_WHAT IS BEING ASKED_. State only how many lines in the listing contain the string "await".

_DATA_.
//! Ledger session: one screen's view of one account type at a time.

use std::collections::BTreeMap;

use committee_shared::types::Month;
use tracing::{debug, info, warn};

use super::error::SessionError;
use super::types::{FetchApplied, FetchTicket, LedgerView, SaveOutcome, SaveRequest};
use crate::clock::Clock;
use crate::ledger::{
    add_transaction, reconcile, AccountType, CategoryList, MonthlyLedger, TransactionDraft,
};
use crate::storage::{LedgerStore, StorageError};

/// Saves a request: the category list first, then the month set.
///
/// # Errors
///
/// Returns the first store error; the month set is not written if the
/// category list could not be.
pub async fn persist<S>(store: &S, request: &SaveRequest) -> Result<(), StorageError>
where
    S: LedgerStore + ?Sized,
{
    if let Some(categories) = &request.categories {
        store.save_categories(categories).await?;
    }
    store.save(request.ledger_type, &request.ledgers).await
}

/// Holds the reconciled month set of the active account type and turns user
/// edits into versioned save requests.
///
/// Fetches are tagged with a [`FetchTicket`]; only the response to the latest
/// fetch of the active type is applied. Edits are applied locally first and
/// persisted afterwards; a failed save keeps the local state. Versions are
/// tracked per account type: a request is only written while no newer
/// request for the same type exists.
pub struct LedgerSession<S, C> {
    store: S,
    clock: C,
    active_type: AccountType,
    generation: u64,
    view: LedgerView,
    categories: CategoryList,
    saved_categories: CategoryList,
    next_version: u64,
    latest_versions: BTreeMap<AccountType, u64>,
    saved_versions: BTreeMap<AccountType, u64>,
    warnings: Vec<String>,
}

impl<S: LedgerStore, C: Clock> LedgerSession<S, C> {
    /// Creates a session showing `ledger_type`, not yet loaded.
    #[must_use]
    pub fn new(store: S, clock: C, ledger_type: AccountType) -> Self {
        Self {
            store,
            clock,
            active_type: ledger_type,
            generation: 0,
            view: LedgerView::Loading,
            categories: CategoryList::default(),
            saved_categories: CategoryList::default(),
            next_version: 0,
            latest_versions: BTreeMap::new(),
            saved_versions: BTreeMap::new(),
            warnings: Vec::new(),
        }
    }

    /// Active account type.
    #[must_use]
    pub fn active_type(&self) -> AccountType {
        self.active_type
    }

    /// Current view.
    #[must_use]
    pub fn view(&self) -> &LedgerView {
        &self.view
    }

    /// Reconciled months of the active type, if loaded.
    #[must_use]
    pub fn ledgers(&self) -> Option<&[MonthlyLedger]> {
        self.view.ledgers()
    }

    /// One month of the active type, if loaded.
    #[must_use]
    pub fn month(&self, month: Month) -> Option<&MonthlyLedger> {
        self.ledgers()?.iter().find(|l| l.month == month)
    }

    /// Category list.
    #[must_use]
    pub fn categories(&self) -> &CategoryList {
        &self.categories
    }

    /// Failures recorded so far, oldest first.
    #[must_use]
    pub fn warnings(&self) -> &[String] {
        &self.warnings
    }

    /// Returns true while the latest edit of any type has not been
    /// acknowledged.
    #[must_use]
    pub fn is_dirty(&self) -> bool {
        self.latest_versions
            .iter()
            .any(|(ty, latest)| self.saved_version(*ty) < *latest)
    }

    fn latest_version(&self, ledger_type: AccountType) -> u64 {
        self.latest_versions.get(&ledger_type).copied().unwrap_or(0)
    }

    fn saved_version(&self, ledger_type: AccountType) -> u64 {
        self.saved_versions.get(&ledger_type).copied().unwrap_or(0)
    }

    /// Returns true if a newer request of the same type exists or the store
    /// already holds this version or a later one.
    #[must_use]
    pub fn is_superseded(&self, request: &SaveRequest) -> bool {
        request.version < self.latest_version(request.ledger_type)
            || request.version <= self.saved_version(request.ledger_type)
    }

    /// Underlying store.
    #[must_use]
    pub fn store(&self) -> &S {
        &self.store
    }

    /// Switches the view to `ledger_type` and returns the ticket its fetch
    /// must carry. Any earlier outstanding fetch becomes stale.
    pub fn switch_type(&mut self, ledger_type: AccountType) -> FetchTicket {
        self.generation += 1;
        self.active_type = ledger_type;
        self.view = LedgerView::Loading;
        debug!(%ledger_type, generation = self.generation, "Switched ledger type");
        FetchTicket {
            ledger_type,
            generation: self.generation,
        }
    }

    /// Applies a fetch response if `ticket` is still the latest fetch of the
    /// active type.
    pub fn apply_fetch(
        &mut self,
        ticket: FetchTicket,
        result: Result<Vec<MonthlyLedger>, StorageError>,
    ) -> FetchApplied {
        if ticket.ledger_type != self.active_type || ticket.generation != self.generation {
            debug!(
                ledger_type = %ticket.ledger_type,
                generation = ticket.generation,
                current = self.generation,
                "Discarded stale fetch"
            );
            return FetchApplied::Stale;
        }

        let ledger_type = ticket.ledger_type;
        let current_month = self.clock.current_month();
        let outcome = result
            .map_err(|e| format!("Failed to load {ledger_type} ledger: {e}"))
            .and_then(|ledgers| {
                reconcile(ledgers, ledger_type, current_month)
                    .map_err(|e| format!("Failed to reconcile {ledger_type} ledger: {e}"))
            });

        self.view = match outcome {
            Ok(reconciled) => {
                info!(%ledger_type, months = reconciled.len(), "Loaded ledgers");
                LedgerView::Ready(reconciled)
            }
            Err(message) => {
                self.record_failure(&message);
                LedgerView::Failed(message)
            }
        };
        FetchApplied::Applied
    }

    /// Switches to `ledger_type` and loads it from the store.
    pub async fn load(&mut self, ledger_type: AccountType) -> FetchApplied {
        let ticket = self.switch_type(ledger_type);
        let result = self.store.fetch(ledger_type).await;
        self.apply_fetch(ticket, result)
    }

    /// Reloads the category list; keeps the current list on failure.
    pub async fn refresh_categories(&mut self) {
        match self.store.fetch_categories().await {
            Ok(categories) => {
                self.saved_categories = categories.clone();
                self.categories = categories;
            }
            Err(e) => self.record_failure(&format!("Failed to load categories: {e}")),
        }
    }

    /// Adds a category; returns the list to persist if it grew.
    ///
    /// # Errors
    ///
    /// Returns an error for a blank label.
    pub fn add_category(&mut self, label: &str) -> Result<Option<CategoryList>, SessionError> {
        Ok(self.categories.add(label)?.then(|| self.categories.clone()))
    }

    /// Adds a transaction to `month` of the active type.
    ///
    /// The view is updated immediately; the returned request carries the
    /// whole month set (and the category list if the transaction introduced
    /// a category) for persistence.
    ///
    /// # Errors
    ///
    /// Returns an error, leaving all state unchanged, if no month set is
    /// loaded or the draft is invalid.
    pub fn add_transaction(
        &mut self,
        month: Month,
        draft: &TransactionDraft,
    ) -> Result<SaveRequest, SessionError> {
        let ledgers = self.ledgers().ok_or(SessionError::NotReady {
            ledger_type: self.active_type,
        })?;
        let transaction = draft.validate(month)?;

        let mut categories = self.categories.clone();
        categories.add(&transaction.category)?;

        let updated = add_transaction(
            ledgers.to_vec(),
            self.active_type,
            month,
            transaction,
            self.clock.current_month(),
        )?;

        self.next_version += 1;
        self.latest_versions.insert(self.active_type, self.next_version);
        let request = SaveRequest {
            ledger_type: self.active_type,
            version: self.next_version,
            ledgers: updated.iter().filter(|l| !l.synthetic).cloned().collect(),
            categories: (categories != self.saved_categories).then(|| categories.clone()),
        };
        self.categories = categories;
        self.view = LedgerView::Ready(updated);
        debug!(
            ledger_type = %request.ledger_type,
            version = request.version,
            %month,
            "Added transaction"
        );
        Ok(request)
    }

    /// Records the store's answer to a save request.
    ///
    /// An acknowledgement for an older version never marks a newer edit of
    /// the same type as saved. A failure keeps the local state and is
    /// recorded as a warning.
    pub fn apply_save_result(
        &mut self,
        request: &SaveRequest,
        result: Result<(), StorageError>,
    ) -> SaveOutcome {
        match result {
            Ok(()) => {
                let ledger_type = request.ledger_type;
                let latest = self.latest_version(ledger_type);
                if let Some(categories) = &request.categories
                    && categories.len() >= self.saved_categories.len()
                {
                    self.saved_categories = categories.clone();
                }
                let saved = self.saved_version(ledger_type).max(request.version);
                self.saved_versions.insert(ledger_type, saved);
                if request.version < latest {
                    debug!(%ledger_type, version = request.version, latest, "Superseded save acknowledged");
                    SaveOutcome::Superseded
                } else {
                    SaveOutcome::Acknowledged
                }
            }
            Err(e) => {
                let message = format!("Failed to save {} ledger: {e}", request.ledger_type);
                self.record_failure(&message);
                SaveOutcome::Failed(message)
            }
        }
    }

    /// Persists a save request and records the outcome.
    ///
    /// A superseded request is not written: the newer request of the same
    /// type carries the whole month set and any unsaved categories.
    pub async fn save(&mut self, request: &SaveRequest) -> SaveOutcome {
        if self.is_superseded(request) {
            debug!(
                ledger_type = %request.ledger_type,
                version = request.version,
                "Skipped superseded save"
            );
            return SaveOutcome::Superseded;
        }
        let result = persist(&self.store, request).await;
        self.apply_save_result(request, result)
    }

    fn record_failure(&mut self, message: &str) {
        warn!(error = %message, "Ledger session failure");
        self.warnings.push(message.to_string());
    }
}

_WRITTEN SOLUTION_. 5